Figure 2.

The anatomy of ganglia, columns and layers in the Drosophila visual system. Photoreceptor axons (green) extend into the brain from the retina, with R1-R6 axons terminating in the lamina, and R7 and R8 axons terminating in the medulla. Within the lamina, R1-R6 axons choose targets arranged in a precise relative pattern, and make synapses with lamina neurons (magenta) arranged in an array of columns. These targeting choices are dependent upon afferent–afferent interactions mediated by the non-classical cadherin Flamingo, as well as by anterograde signals transmitted by Jellybelly (Jeb) and its cognate receptor, the tyrosine kinase ALK. Within the medulla, R7 and R8 axons make synaptic connections with medulla neurons (blue; only one type is shown for simplicity) arranged in columns. Projections from lamina neurons and photoreceptors are restricted to specific columns, and are laminated.
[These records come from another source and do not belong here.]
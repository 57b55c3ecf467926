//! Application service — configuration use-cases.

use anyhow::Result;

use crate::application::ports::ConfigStore;
use crate::domain::config::ManagerConfig;

/// Load configuration.
///
/// # Errors
///
/// Returns an error if the settings file exists but cannot be read or parsed.
pub fn load_config(store: &impl ConfigStore) -> Result<ManagerConfig> {
    store.load()
}

/// Validate, assign and persist a single setting. Returns the stored value,
/// which may be normalised (`GitHub` → `github`).
///
/// # Errors
///
/// Returns an error if the key or value is invalid or the file cannot be written.
pub fn set_config_value(store: &impl ConfigStore, key: &str, value: &str) -> Result<String> {
    let mut config = store.load()?;
    config.set(key, value)?;
    store.save(&config)?;
    tracing::info!(key, "setting updated");
    Ok(config.get(key).unwrap_or_default())
}
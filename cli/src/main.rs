//! git-account-manager - manage multiple Git accounts on one machine

#![cfg_attr(test, allow(clippy::expect_used))]

use std::process::ExitCode;

use clap::Parser;
use tracing_subscriber::EnvFilter;

use git_account_manager::cli::Cli;
use git_account_manager::output::json::{error_code, format_error};

/// Env var holding a `tracing` filter, e.g. `debug` or `git_account_manager=trace`.
const LOG_ENV: &str = "GIT_ACCOUNT_MANAGER_LOG";

fn init_tracing(verbose: bool) {
    let default = if verbose { "debug" } else { "warn" };
    let filter = EnvFilter::try_from_env(LOG_ENV).unwrap_or_else(|_| EnvFilter::new(default));
    tracing_subscriber::fmt()
        .with_env_filter(filter)
        .with_writer(std::io::stderr)
        .without_time()
        .with_target(false)
        .init();
}

#[tokio::main]
async fn main() -> ExitCode {
    let cli = Cli::parse();
    init_tracing(cli.verbose);
    let json = cli.json;

    match cli.run().await {
        Ok(code) => code,
        Err(e) => {
            let message = format!("{e:#}");
            if json {
                match format_error(&message, error_code(&e)) {
                    Ok(out) => println!("{out}"),
                    Err(_) => eprintln!("Error: {message}"),
                }
            } else {
                eprintln!("Error: {message}");
            }
            ExitCode::FAILURE
        }
    }
}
Inhibitory interactions mediated by DSCAM2 serve to restrict a specific subset of lamina neurons to their target columns, while autocrine signals provided by TGFβ play an important role in tiling R7 terminals. As-yet unknown mechanisms presumably tile medulla neuron processes. The layer-specific connections of lamina neurons in the medulla are dependent upon the classical cadherin N-cadherin (N-cad), and the layer-specific connections of R7 and R8 axons are dependent upon a temporal control mechanism that utilizes a dynamic pattern of expression of the transcription factor Sequoia (Seq) to regulate the responsivity of growth cones to N-cadherin.